Artificial Intelligence (AI) has entered the forefront of economic and stock market developments for good after its new applications, such as ChatGPTwhich 1 million users quickly took advantage of.

The caveats that accompany the new technological revolution are many, with the creator of ChatGPT himself warning that a strong regulatory framework is needed by governments to avoid abuses in its implementation. The great American investor, Warren Buffetthe even likened AI to the nuclear bomb to show the dangers it poses.

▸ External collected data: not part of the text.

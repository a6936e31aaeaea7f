//! Request logging middleware

use super::super::state::ServerState;
use crate::server::metrics::record_http_request;
use axum::extract::{MatchedPath, State};
use axum::{
    body::Body,
    http::{header::HeaderMap, Request, Response, StatusCode},
    middleware::Next,
    response::IntoResponse,
};
use std::time::Instant;
use tracing::{error, info};

#[derive(PartialEq, PartialOrd, Clone, Debug, Default, clap::ValueEnum)]
pub enum RequestsLoggingLevel {
    None,
    #[default]
    Path,
    Headers,
    Body,
}

impl std::fmt::Display for RequestsLoggingLevel {
    fn fmt(&self, f: &mut std::fmt::Formatter<'_>) -> std::fmt::Result {
        write!(f, "{:?}", self)
    }
}

const MAX_LOGGABLE_BODY_LENGTH: usize = 1024;

enum ContentLengthParseResult {
    Ok(usize),
    No(&'static str),
}

fn parse_content_length(headers: &HeaderMap) -> ContentLengthParseResult {
    let value = match headers.get("content-length") {
        Some(x) => x,
        None => return ContentLengthParseResult::No("Content-length not set."),
    };

    let str_value = match value.to_str() {
        Ok(x) => x,
        Err(_) => {
            return ContentLengthParseResult::No("Could not get Content-length string value.")
        }
    };

    match str_value.parse::<usize>() {
        Ok(x) => ContentLengthParseResult::Ok(x),
        Err(_) => ContentLengthParseResult::No("Could not parse Content-length numeric value."),
    }
}

fn body_read_failure() -> Response<Body> {
    StatusCode::INTERNAL_SERVER_ERROR.into_response()
}

pub async fn log_requests(
    State(state): State<ServerState>,
    mut request: Request<Body>,
    next: Next,
) -> impl IntoResponse {
    let level = state.config.requests_logging_level.clone();
    let start = Instant::now();

    let method = request.method().to_string();
    let uri = request.uri().to_string();
    // Route templates keep the metric label set bounded.
    let path = request
        .extensions()
        .get::<MatchedPath>()
        .map(|p| p.as_str().to_string())
        .unwrap_or_else(|| "unmatched".to_string());

    if level > RequestsLoggingLevel::None {
        info!(">>> {} {}", method, uri);
    }

    if level >= RequestsLoggingLevel::Headers {
        info!("  Req Headers:");
        for header in request.headers().iter() {
            info!("    {:?}: {:?}", header.0, header.1);
        }
    }

    if level >= RequestsLoggingLevel::Body {
        match parse_content_length(request.headers()) {
            ContentLengthParseResult::No(reason) => info!("  Req Body: {}", reason),
            ContentLengthParseResult::Ok(size) => {
                if size < MAX_LOGGABLE_BODY_LENGTH {
                    let (parts, body) = request.into_parts();
                    let bytes = match axum::body::to_bytes(body, size).await {
                        Ok(bytes) => bytes,
                        Err(err) => {
                            error!("Failed to read request body: {:?}", err);
                            return body_read_failure();
                        }
                    };
                    info!("  Req Body:\n{}", String::from_utf8_lossy(&bytes));
                    request = Request::from_parts(parts, Body::from(bytes))
                } else {
                    info!(
                        "  Req Body: Too big to log ({:#})",
                        byte_unit::Byte::from(size)
                    );
                }
            }
        }
    }

    let mut response = next.run(request).await;

    if level >= RequestsLoggingLevel::Headers {
        info!("  Resp Headers:");
        for header in response.headers().iter() {
            info!("    {:?}: {:?}", header.0, header.1);
        }
    }

    if level >= RequestsLoggingLevel::Body {
        match parse_content_length(response.headers()) {
            ContentLengthParseResult::No(reason) => info!("  Resp Body: {}", reason),
            ContentLengthParseResult::Ok(size) => {
                if size < MAX_LOGGABLE_BODY_LENGTH {
                    let (parts, body) = response.into_parts();
                    let bytes = match axum::body::to_bytes(body, size).await {
                        Ok(bytes) => bytes,
                        Err(err) => {
                            error!("Failed to read response body: {:?}", err);
                            return body_read_failure();
                        }
                    };
                    info!("  Resp Body:\n{}", String::from_utf8_lossy(&bytes));
                    response = Response::from_parts(parts, Body::from(bytes))
                } else {
                    info!(
                        "  Resp Body: Too big to log ({:#})",
                        byte_unit::Byte::from(size)
                    );
                }
            }
        }
    }

    let status = response.status().as_u16();
    let duration = start.elapsed();

    if level > RequestsLoggingLevel::None {
        info!("<<< {} ({}ms)", status, duration.as_millis());
    }

    record_http_request(&method, &path, status, duration);

    response
}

Meanwhile, however, the use of artificial intelligence is steadily expanding, and it is typical that the world’s largest banks are quick to announce that they are investing in its applications for various of their individual activities. JPMorgan, the largest US bank by assets, has announced thousands of big data hires since the start of the year, signaling that its business will center around the new technology.

Artificial intelligence is clearly affecting and will affect the global economy more broadly, as has happened in the past with similar major technological developments. Businesses that will adopt the new applications may gain a significant competitive advantage, but at the expense of employment which is expected to be negatively affected as many jobs will be replaced by programs such as ChatGPT.

Some industries will grow more, such as those who make the microchips that are essential to the operation of AI applications, while others will retreat. In other words, AI will reorder the economic landscape more broadly.

These trends have been discounted, as it happens in these cases, by the stock markets, sending shares of companies related to artificial intelligence soaring. For Wall Street, AI is the new narrative underpinning its rally at a time when there are obvious risks from a slowing U.S. economy, rising interest rates and high stock valuations.

The buying frenzy for AI companies has eclipsed the decline of the majority of companies in the S&P 500 index, which has recorded gains of 9% since the beginning of 2023. At the forefront of the beneficiary companies is Nvidia, a company that makes microchips for artificial intelligence applications. Its stock took off this year, registering a rise of 170% which in terms of capitalization corresponds to 575 billion. dollars, profits that historically had been exceeded in a corresponding period of time only by Apple and Microsoft. Thus, the capitalization of Nvidia exceeded, even temporarily, last week, 1 trillion. dollars and joined the club of the five largest companies in the world.

Other semiconductor companies have also made big gains, including Taiwan Semiconductor Manufacturing, whose stock is up 39% year-to-date, and world semiconductor leader Micron Technology, whose stock is up 47% this year .

Advanced Micro Devices, which makes software for AI tasks, has seen its stock jump 94% this year. Big tech companies are also winners, such as Microsoft, which is the main shareholder of Open AI, the company that discovered ChatGPT. Its stock has soared 40% this year, making up for last year’s losses. Shares in Meta, as Facebook has been renamed, are up 116% this year, and Google parent Alphabet is up 40%.

On the other hand, Rajiv Jain, founder and chief investment officer of major investment firm GQG Partners, said that AI’s onslaught will create more losers than winners as it rearranges business models across all sectors of the economy. Jain said some software and technology services companies may find themselves on the losing side as AI automates some of their products, which will no longer be in demand.